80 million years of isolation has led to the evolution of New Zealand's native plants with forms and characteristics that can be recognised as distinctly New Zealand plant features. 
 
Many New Zealanders don't recognise the special feature of their native plants. It is a case of not seeing the wood for the trees. We are so familiar with flax, cabbage trees,  rimu and all the others, that we forget the special place our native plants hold on a world scene. Their beauty and splendour of form can be reduced by their familiarity. New Zealand plants are unique. In their variety; and in the way they texture the landscape and create the natural and pure ambience that is New Zealand.
 
A New Zealand heritage and culture exists around the plants, their uses and their images; both visual and figurative. The plants help define who we are, what we do, and when and where we do it. We snooze in the shade of a Pohutukawa at the beach, wait for the kowhai to flower in spring, drink kawakawa tea when unwell, decorate our houses with toetoe, flax and cabbage trees, support the Silver Ferns and create objects from rimu, kauri, and totara.
 
On the world botanical stage, New Zealand plants possess a variety of unique features. Divarication, juvenile forms, dioecious or seperate gender on separate trees, a profusion of small white flowers and an immense variety of plants. These are all characteristics that could be described as the special features of New Zealand Native plants.
 
  • high percentage of endemic plants
  • few annual herbs and grasses
  • many have berries or drupes dispersed by birds
  • very few have defences against mammalian browsers however, they have strategies for defence against browsing birds such as Moa and other flightless birds.

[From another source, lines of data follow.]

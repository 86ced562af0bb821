use std::collections::HashMap;
use std::sync::atomic::{AtomicBool, AtomicUsize, Ordering};
use std::sync::Arc;

use futures::future::join_all;
use tgstore_core::BackendClass;
use tracing::{debug, info};

use crate::{Backend, StorageError, StorageResult};

/// Backends of one class with their round-robin cursor
struct Lane {
    backends: Vec<Arc<dyn Backend>>,
    cursor: AtomicUsize,
}

impl Lane {
    fn new() -> Self {
        Self {
            backends: Vec::new(),
            cursor: AtomicUsize::new(0),
        }
    }
}

/// Registry of all configured backends, partitioned by class.
///
/// Built once and immutable afterwards; only the cursors move. Concurrent
/// callers may interleave on a cursor, which skews fairness slightly but
/// always yields a valid index.
pub struct BackendPool {
    lanes: HashMap<BackendClass, Lane>,
    ready: AtomicBool,
}

impl BackendPool {
    /// Partition `backends` by their class, keeping configuration order.
    pub fn new<I>(backends: I) -> Self
    where
        I: IntoIterator<Item = Arc<dyn Backend>>,
    {
        let mut lanes: HashMap<BackendClass, Lane> = BackendClass::UPLOAD_ORDER
            .iter()
            .map(|class| (*class, Lane::new()))
            .collect();

        for backend in backends {
            lanes
                .entry(backend.class())
                .or_insert_with(Lane::new)
                .backends
                .push(backend);
        }

        Self {
            lanes,
            ready: AtomicBool::new(false),
        }
    }

    /// Pool with no backends at all
    pub fn empty() -> Self {
        Self::new(Vec::new())
    }

    pub fn len(&self, class: BackendClass) -> usize {
        self.lanes.get(&class).map_or(0, |lane| lane.backends.len())
    }

    pub fn has(&self, class: BackendClass) -> bool {
        self.len(class) > 0
    }

    /// True when no class has a backend
    pub fn is_empty(&self) -> bool {
        self.lanes.values().all(|lane| lane.backends.is_empty())
    }

    /// Next backend of `class` in round-robin order.
    pub fn next(&self, class: BackendClass) -> StorageResult<Arc<dyn Backend>> {
        let lane = self
            .lanes
            .get(&class)
            .filter(|lane| !lane.backends.is_empty())
            .ok_or(StorageError::NoBackendAvailable { class })?;

        let previous = lane.cursor.fetch_add(1, Ordering::Relaxed);
        let index = previous.wrapping_add(1) % lane.backends.len();
        Ok(Arc::clone(&lane.backends[index]))
    }

    /// Prepare every backend of every class.
    ///
    /// All backends are prepared concurrently; the first failure is returned
    /// and the pool stays not-ready. Calling again after success is a no-op.
    pub async fn prepare(&self) -> StorageResult<()> {
        if self.is_ready() {
            return Ok(());
        }

        let backends: Vec<&Arc<dyn Backend>> =
            self.lanes.values().flat_map(|lane| lane.backends.iter()).collect();

        let results = join_all(backends.iter().map(|backend| async move {
            debug!(backend = backend.name(), class = %backend.class(), "Preparing backend");
            backend.prepare().await
        }))
        .await;

        for result in results {
            result?;
        }

        self.ready.store(true, Ordering::Release);
        info!(
            primary = self.len(BackendClass::Primary),
            secondary = self.len(BackendClass::Secondary),
            "Storage backends ready"
        );
        Ok(())
    }

    pub fn is_ready(&self) -> bool {
        self.ready.load(Ordering::Acquire)
    }

    /// Reject traffic until [`BackendPool::prepare`] has succeeded.
    pub fn ensure_ready(&self) -> StorageResult<()> {
        if self.is_ready() {
            Ok(())
        } else {
            Err(StorageError::NotReady)
        }
    }
}

#[cfg(test)]
mod tests {
    use super::*;
    use crate::memory::{MemoryBackend, MemoryChannel};
    use std::collections::HashSet;

    fn pool_of(primary: usize, secondary: usize) -> (BackendPool, Vec<Arc<MemoryBackend>>) {
        let channel = MemoryChannel::new(-100);
        let mut all = Vec::new();
        for i in 0..primary {
            all.push(Arc::new(MemoryBackend::new(format!("bot-{}", i), BackendClass::Primary, channel.clone())));
        }
        for i in 0..secondary {
            all.push(Arc::new(MemoryBackend::new(format!("user-{}", i), BackendClass::Secondary, channel.clone())));
        }
        let pool = BackendPool::new(all.iter().map(|b| Arc::clone(b) as Arc<dyn Backend>));
        (pool, all)
    }

    #[test]
    fn round_robin_visits_each_backend_once_per_cycle() {
        let (pool, _) = pool_of(3, 0);

        for _cycle in 0..2 {
            let names: HashSet<String> = (0..3)
                .map(|_| pool.next(BackendClass::Primary).unwrap().name().to_string())
                .collect();
            assert_eq!(names.len(), 3);
        }
    }

    #[test]
    fn single_backend_is_always_selected() {
        let (pool, _) = pool_of(0, 1);
        for _ in 0..5 {
            assert_eq!(pool.next(BackendClass::Secondary).unwrap().name(), "user-0");
        }
    }

    #[test]
    fn empty_class_has_no_backend() {
        let (pool, _) = pool_of(2, 0);
        assert!(matches!(
            pool.next(BackendClass::Secondary),
            Err(StorageError::NoBackendAvailable { class: BackendClass::Secondary })
        ));
        assert!(!pool.is_empty());
        assert!(BackendPool::empty().is_empty());
    }

    #[tokio::test(flavor = "multi_thread", worker_threads = 4)]
    async fn concurrent_selection_always_returns_a_backend() {
        let (pool, _) = pool_of(3, 0);
        let pool = Arc::new(pool);

        let tasks: Vec<_> = (0..8)
            .map(|_| {
                let pool = Arc::clone(&pool);
                tokio::spawn(async move {
                    let mut picked = HashSet::new();
                    for _ in 0..1000 {
                        let backend = pool.next(BackendClass::Primary).unwrap();
                        picked.insert(backend.name().to_string());
                    }
                    picked
                })
            })
            .collect();

        let mut seen = HashSet::new();
        for task in tasks {
            seen.extend(task.await.unwrap());
        }
        assert_eq!(seen.len(), 3);
    }

    #[tokio::test]
    async fn pool_is_not_ready_until_prepared() {
        let (pool, backends) = pool_of(1, 1);
        assert!(matches!(pool.ensure_ready(), Err(StorageError::NotReady)));

        pool.prepare().await.unwrap();
        assert!(pool.ensure_ready().is_ok());
        assert!(backends.iter().all(|b| b.is_ready()));

        // Idempotent
        pool.prepare().await.unwrap();
    }

    #[tokio::test]
    async fn prepare_failure_is_fatal() {
        let channel = MemoryChannel::new(-100);
        let broken = Arc::new(MemoryBackend::new("bot-x", BackendClass::Primary, channel).failing_prepare());
        let pool = BackendPool::new(vec![broken as Arc<dyn Backend>]);

        assert!(matches!(pool.prepare().await, Err(StorageError::Prepare { .. })));
        assert!(!pool.is_ready());
    }
}
use axum::{
    http::StatusCode,
    response::{IntoResponse, Response},
    Json,
};
use tgstore_blob::StorageError;
use tgstore_core::ApiError;

#[derive(Debug)]
pub struct HttpError(pub anyhow::Error);

impl From<anyhow::Error> for HttpError {
    fn from(e: anyhow::Error) -> Self {
        Self(e)
    }
}

impl From<ApiError> for HttpError {
    fn from(e: ApiError) -> Self {
        Self(anyhow::Error::new(e))
    }
}

impl From<StorageError> for HttpError {
    fn from(e: StorageError) -> Self {
        api_error(e).into()
    }
}

/// Client-facing error for a storage failure.
///
/// Missing storage is the caller's problem (400); a backend that cannot be
/// reached is upstream's (502).
pub fn api_error(err: StorageError) -> ApiError {
    match err {
        StorageError::Unavailable | StorageError::NoBackendAvailable { .. } => {
            ApiError::bad_request(err.to_string()).with_source(err)
        }
        StorageError::NotReady | StorageError::Prepare { .. } => {
            ApiError::unavailable("Storage is starting up").with_source(err)
        }
        StorageError::Transport { .. } => {
            ApiError::bad_gateway("Storage backend failed").with_source(err)
        }
        StorageError::Metadata(_) | StorageError::Io(_) => {
            ApiError::general_error("Internal storage error").with_source(err)
        }
    }
}

impl IntoResponse for HttpError {
    fn into_response(self) -> Response {
        let api = match self.0.chain().find_map(|e| e.downcast_ref::<ApiError>()) {
            Some(api) => api.sanitize_for_client(),
            None => ApiError::general_error(self.0.to_string()),
        };

        let status = StatusCode::from_u16(api.code()).unwrap_or(StatusCode::INTERNAL_SERVER_ERROR);
        if status.is_server_error() {
            tracing::error!(error = ?self.0, code = api.code(), "Request failed");
        }
        (status, Json(api.to_json())).into_response()
    }
}
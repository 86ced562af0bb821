use async_trait::async_trait;
use tgstore_core::{BackendClass, Locator};

use crate::{ByteStream, Outcome, StorageResult, UploadRequest};

/// One authenticated messaging session used as blob storage.
///
/// A backend must be prepared before the pool hands it out. `prepare` is
/// idempotent: the first success moves it to ready, later calls return
/// immediately.
#[async_trait]
pub trait Backend: Send + Sync {
    /// Class this backend belongs to
    fn class(&self) -> BackendClass;

    /// Non-secret label for logs
    fn name(&self) -> &str;

    /// Authenticate against the platform
    async fn prepare(&self) -> StorageResult<()>;

    fn is_ready(&self) -> bool;

    /// Store the payload and return its locator.
    ///
    /// Content the platform refuses is `Declined`; anything that makes the
    /// backend itself unusable is `Err`.
    async fn upload(&self, request: &UploadRequest) -> StorageResult<Outcome<Locator>>;

    /// Open a lazy stream over the blob at `locator`.
    async fn download(&self, locator: &Locator) -> StorageResult<Outcome<ByteStream>>;
}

  • many dioecious species, with separate male and female trees
  • many flowers are typically small and white
  • many plants have divaricating growth forms
  • a significant number have distinctive juvenile and adult forms.
  • A significant number show plasticity, where shape of leaf or form of plant changes dependent upon the environment the plant survives in and in some species leaf shape and form of habit changes on the same branch and between members closely growing together.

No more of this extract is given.